Oh yeah, one last thing: in addition to the "pound it as fast & hard as you can" tests, have the ability to do "exactly what a real user [who was perhaps deranged, or a baby bounding the keyboard/mouse] would do." That is, if you're doing random user-events; do them at the speed that a very-fast typist or very-fast mouse-user could do (with occasional delays, to simulate a SLOW person), in addition to "as fast as my program can spit-out events." These are two **very different* types of tests, and will get very different reactions when bugs are found.
To make tests reproducible, simply use a fixed seed start value. That ensures the same data is used whenever the test runs. Tests will reliably pass or fail.
Good / bad candidates? Randomized tests are good at finding edge cases (exceptions). A problem is to define the correct result of a randomized input.
Determining the number of times to run the code: Simply try it out, if it takes too long reduce the iteration count. You may want to use a code coverage tool to find out what part of your application is actually tested.
Are these kinds of tests well suited for unit tests? Yes.
This might be slightly off-topic, but if you're using .net, there is Pex, which does something similar to randomized testing, but with more intuition by attempting to generate a "random" test case that exercises all of the paths through your code.
Here is my answer to a similar question: Is it a bad practice to randomly-generate test data?. Other answers may be useful as well.

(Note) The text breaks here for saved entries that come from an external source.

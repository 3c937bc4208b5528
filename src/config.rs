use serde::Deserialize;
use std::fs;
use std::path::Path;
use thiserror::Error;
use tracing::{debug, info};

use crate::github::RepoRef;

/// Default config file looked up in the current directory.
pub const DEFAULT_CONFIG_FILE: &str = ".star-advisor.toml";

/// Integration used when neither the config file nor COMPOSIO_GITHUB_ID names one.
pub const DEFAULT_INTEGRATION_ID: &str = "2a22d508-3566-44ab-a526-6b83b0619034";

pub const COMPOSIO_API_KEY: &str = "COMPOSIO_API_KEY";
pub const GROQ_API_KEY: &str = "GROQ_API_KEY";
pub const COMPOSIO_GITHUB_ID: &str = "COMPOSIO_GITHUB_ID";
pub const COMPOSIO_BASE_URL: &str = "COMPOSIO_BASE_URL";
pub const GROQ_MODEL: &str = "GROQ_MODEL";

#[derive(Debug, Error)]
pub enum ConfigError {
    #[error("Failed to read config file: {0}")]
    FileRead(#[from] std::io::Error),

    #[error("Failed to parse config file: {0}")]
    Parse(#[from] toml::de::Error),

    #[error("{0} not found in environment variables")]
    MissingSecret(&'static str),

    #[error("Invalid repository reference '{0}', expected owner/name")]
    InvalidRepo(String),
}

/// Top-level configuration loaded from .star-advisor.toml.
///
/// Every section has defaults; only the two API keys are mandatory and they
/// normally come from the environment.
#[derive(Debug, Clone, Default, Deserialize)]
pub struct Config {
    #[serde(default)]
    pub composio: ComposioConfig,

    #[serde(default)]
    pub llm: LlmConfig,

    /// Repository to judge
    #[serde(default)]
    pub target: TargetConfig,

    #[serde(default)]
    pub readme: ReadmeConfig,
}

#[derive(Debug, Clone, Deserialize)]
#[serde(default)]
pub struct ComposioConfig {
    /// Composio API key. COMPOSIO_API_KEY wins when set.
    pub api_key: Option<String>,
    pub base_url: String,
    /// GitHub integration id. COMPOSIO_GITHUB_ID wins when set.
    pub integration_id: Option<String>,
    /// Entity new connections are initiated for
    pub entity_id: String,
    /// Application the tool catalog is scoped to
    pub app: String,
    /// Halt instead of continuing when the connection check itself fails
    pub strict_connection_check: bool,
}

impl Default for ComposioConfig {
    fn default() -> Self {
        Self {
            api_key: None,
            base_url: "https://backend.composio.dev".to_string(),
            integration_id: None,
            entity_id: "default".to_string(),
            app: "github".to_string(),
            strict_connection_check: false,
        }
    }
}

#[derive(Debug, Clone, Deserialize)]
#[serde(default)]
pub struct LlmConfig {
    /// Groq API key. GROQ_API_KEY wins when set.
    pub api_key: Option<String>,
    /// Base URL of an OpenAI-compatible chat completions API
    pub base_url: String,
    pub model: String,
    pub temperature: f32,
}

impl Default for LlmConfig {
    fn default() -> Self {
        Self {
            api_key: None,
            base_url: "https://api.groq.com/openai/v1".to_string(),
            model: "llama-3.1-8b-instant".to_string(),
            temperature: 0.0,
        }
    }
}

#[derive(Debug, Clone, Deserialize)]
#[serde(default)]
pub struct TargetConfig {
    pub owner: String,
    pub repo: String,
}

impl Default for TargetConfig {
    fn default() -> Self {
        Self {
            owner: "janzheng".to_string(),
            repo: "groq-jigsawstack-template".to_string(),
        }
    }
}

#[derive(Debug, Clone, Deserialize)]
#[serde(default)]
pub struct ReadmeConfig {
    /// README filenames tried in order; the first hit wins
    pub candidates: Vec<String>,
}

impl Default for ReadmeConfig {
    fn default() -> Self {
        Self {
            candidates: ["README.md", "readme.md", "Readme.md", "README.MD", "README", "readme"]
                .iter()
                .map(|name| name.to_string())
                .collect(),
        }
    }
}

impl Config {
    /// Load configuration from `path`, or defaults if the file doesn't exist,
    /// then apply environment overrides. A `.env` file is honoured first.
    pub fn load(path: Option<&Path>) -> Result<Config, ConfigError> {
        if let Ok(env_file) = dotenvy::dotenv() {
            debug!(path = %env_file.display(), "loaded .env file");
        }

        let path = path.unwrap_or_else(|| Path::new(DEFAULT_CONFIG_FILE));
        let mut config = if path.exists() {
            Self::load_from(path)?
        } else {
            debug!(path = %path.display(), "no config file, using defaults");
            Config::default()
        };

        config.apply_env(|key| std::env::var(key).ok());
        Ok(config)
    }

    /// Load from a specific path without touching the environment.
    pub fn load_from(path: &Path) -> Result<Config, ConfigError> {
        let contents = fs::read_to_string(path)?;
        let config = toml::from_str(&contents)?;
        Ok(config)
    }

    /// Override file values with whatever `lookup` returns for the known
    /// environment variables. Blank values are ignored.
    pub fn apply_env<F>(&mut self, lookup: F)
    where
        F: Fn(&str) -> Option<String>,
    {
        let get = |key: &str| lookup(key).filter(|value| !value.trim().is_empty());

        if let Some(key) = get(COMPOSIO_API_KEY) {
            self.composio.api_key = Some(key);
        }
        if let Some(key) = get(GROQ_API_KEY) {
            self.llm.api_key = Some(key);
        }
        if let Some(id) = get(COMPOSIO_GITHUB_ID) {
            self.composio.integration_id = Some(id);
        }
        if let Some(url) = get(COMPOSIO_BASE_URL) {
            self.composio.base_url = url;
        }
        if let Some(model) = get(GROQ_MODEL) {
            self.llm.model = model;
        }
    }

    /// Check the required secrets, COMPOSIO_API_KEY first.
    pub fn validate(&self) -> Result<(), ConfigError> {
        if is_blank(&self.composio.api_key) {
            return Err(ConfigError::MissingSecret(COMPOSIO_API_KEY));
        }
        if is_blank(&self.llm.api_key) {
            return Err(ConfigError::MissingSecret(GROQ_API_KEY));
        }

        if self.composio.integration_id.is_some() {
            info!("using custom GitHub integration id");
        } else {
            info!("using default GitHub integration id");
        }
        Ok(())
    }

    /// Replace the target repository with an `owner/name` reference.
    pub fn override_target(&mut self, reference: &str) -> Result<(), ConfigError> {
        let target = RepoRef::parse(reference).ok_or_else(|| ConfigError::InvalidRepo(reference.to_string()))?;
        self.target.owner = target.owner;
        self.target.repo = target.repo;
        Ok(())
    }

    pub fn integration_id(&self) -> &str {
        self.composio
            .integration_id
            .as_deref()
            .unwrap_or(DEFAULT_INTEGRATION_ID)
    }

    /// The configured target, rejecting a blank or slashed owner or repo.
    pub fn target(&self) -> Result<RepoRef, ConfigError> {
        let TargetConfig { owner, repo } = &self.target;
        RepoRef::new(owner, repo).ok_or_else(|| ConfigError::InvalidRepo(format!("{owner}/{repo}")))
    }
}

fn is_blank(value: &Option<String>) -> bool {
    value.as_deref().map_or(true, |v| v.trim().is_empty())
}

#[cfg(test)]
mod tests {
    use super::*;
    use std::collections::HashMap;

    fn env(pairs: &[(&str, &str)]) -> impl Fn(&str) -> Option<String> {
        let map: HashMap<String, String> = pairs
            .iter()
            .map(|(k, v)| (k.to_string(), v.to_string()))
            .collect();
        move |key| map.get(key).cloned()
    }

    #[test]
    fn test_default_config() {
        let config = Config::default();
        assert!(config.composio.api_key.is_none());
        assert_eq!(config.composio.app, "github");
        assert_eq!(config.composio.entity_id, "default");
        assert!(!config.composio.strict_connection_check);
        assert_eq!(config.llm.model, "llama-3.1-8b-instant");
        assert_eq!(config.integration_id(), DEFAULT_INTEGRATION_ID);
        assert_eq!(
            config.readme.candidates,
            vec!["README.md", "readme.md", "Readme.md", "README.MD", "README", "readme"]
        );
        let target = config.target().unwrap();
        assert_eq!(target.owner, "janzheng");
        assert_eq!(target.repo, "groq-jigsawstack-template");
    }

    #[test]
    fn test_parse_config_toml() {
        let toml_str = r#"
[composio]
integration_id = "abc-123"
strict_connection_check = true

[llm]
model = "llama-3.3-70b-versatile"

[target]
owner = "rust-lang"
repo = "regex"
"#;
        let config: Config = toml::from_str(toml_str).unwrap();
        assert_eq!(config.integration_id(), "abc-123");
        assert!(config.composio.strict_connection_check);
        assert_eq!(config.composio.base_url, "https://backend.composio.dev");
        assert_eq!(config.llm.model, "llama-3.3-70b-versatile");
        assert_eq!(config.llm.base_url, "https://api.groq.com/openai/v1");
        assert_eq!(config.target.owner, "rust-lang");
        assert_eq!(config.readme.candidates.len(), 6);
    }

    #[test]
    fn test_load_from_file() {
        let dir = tempfile::tempdir().unwrap();
        let path = dir.path().join("advisor.toml");
        std::fs::write(&path, "[target]\nowner = \"y\"\nrepo = \"x\"\n").unwrap();
        let config = Config::load_from(&path).unwrap();
        let target = config.target().unwrap();
        assert_eq!(target.owner, "y");
        assert_eq!(target.repo, "x");
    }

    #[test]
    fn test_load_from_invalid_toml() {
        let dir = tempfile::tempdir().unwrap();
        let path = dir.path().join("broken.toml");
        std::fs::write(&path, "[target\nowner = ").unwrap();
        assert!(matches!(Config::load_from(&path), Err(ConfigError::Parse(_))));
    }

    #[test]
    fn test_env_overrides_file_values() {
        let mut config: Config = toml::from_str("[composio]\napi_key = \"from-file\"\n").unwrap();
        config.apply_env(env(&[
            (COMPOSIO_API_KEY, "from-env"),
            (GROQ_API_KEY, "gsk"),
            (COMPOSIO_GITHUB_ID, "custom-id"),
        ]));
        assert_eq!(config.composio.api_key.as_deref(), Some("from-env"));
        assert_eq!(config.llm.api_key.as_deref(), Some("gsk"));
        assert_eq!(config.integration_id(), "custom-id");
    }

    #[test]
    fn test_blank_env_values_ignored() {
        let mut config: Config = toml::from_str("[composio]\napi_key = \"from-file\"\n").unwrap();
        config.apply_env(env(&[(COMPOSIO_API_KEY, "  ")]));
        assert_eq!(config.composio.api_key.as_deref(), Some("from-file"));
    }

    #[test]
    fn test_validate_reports_composio_key_first() {
        let config = Config::default();
        match config.validate() {
            Err(ConfigError::MissingSecret(name)) => assert_eq!(name, COMPOSIO_API_KEY),
            other => panic!("unexpected result: {other:?}"),
        }
    }

    #[test]
    fn test_validate_reports_missing_groq_key() {
        let mut config = Config::default();
        config.apply_env(env(&[(COMPOSIO_API_KEY, "ck")]));
        match config.validate() {
            Err(ConfigError::MissingSecret(name)) => assert_eq!(name, GROQ_API_KEY),
            other => panic!("unexpected result: {other:?}"),
        }
    }

    #[test]
    fn test_validate_ok_with_both_keys() {
        let mut config = Config::default();
        config.apply_env(env(&[(COMPOSIO_API_KEY, "ck"), (GROQ_API_KEY, "gk")]));
        assert!(config.validate().is_ok());
    }

    #[test]
    fn test_override_target() {
        let mut config = Config::default();
        config.override_target("tokio-rs/tracing").unwrap();
        let target = config.target().unwrap();
        assert_eq!(target.owner, "tokio-rs");
        assert_eq!(target.repo, "tracing");
        assert!(config.override_target("no-slash").is_err());
        assert!(config.override_target("a/b/c").is_err());
    }

    #[test]
    fn test_blank_target_owner_is_rejected() {
        let config: Config = toml::from_str("[target]\nowner = \"\"\nrepo = \"x\"\n").unwrap();
        match config.target() {
            Err(ConfigError::InvalidRepo(reference)) => assert_eq!(reference, "/x"),
            other => panic!("unexpected result: {other:?}"),
        }
    }
}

Random testing is a bad practice a
long as you don't have a solution for
the oracle problem, i.e.,
determining which is the expected
outcome of your software given its
input.
If you solved the oracle problem, you
can get one step further than simple
random input generation. You can
choose input distributions such that
specific parts of your software get
exercised more than with simple
random.
You then switch from random testing to
statistical testing.
if (a > 0)
// Do Foo
else (if b < 0)
// Do Bar
else
// Do Foobar
If you select a and b randomly in
int range, you exercise Foo 50% of
the time, Bar 25% of the time and
Foobar 25% of the time. It is likely
that you will find more bugs in Foo
than in Bar or Foobar.
If you select a such that it is
negative 66.66% of the time, Bar and
Foobar get exercised more than with
your first distribution. Indeed the
three branches get exercised each
33.33% of the time.
Of course, if your observed outcome is
different than your expected outcome,
you have to log everything that can be
useful to reproduce the bug.
Random testing has the huge advantage that individual tests can be generated for extremely low cost. This is true even if you only have a partial oracle (for example, does the software crash?)
In a complex system, random testing will find bugs that are difficult to find by any other means. Think about what this means for security testing: even if you don't do random testing, the black hats will, and they will find bugs you missed.
A fascinating subfield of random testing is randomized differential testing, where two or more systems that are supposed to show the same behavior are stimulated with a common input. If their behavior differs, a bug (in one or both) has been found. This has been applied with great effect to testing of compilers, and invariably finds bugs in any compiler that has not been previously confronted with the technique. Even if you have only one compiler you can try it on different optimization settings to look for varying results, and of course crashes always mean bugs.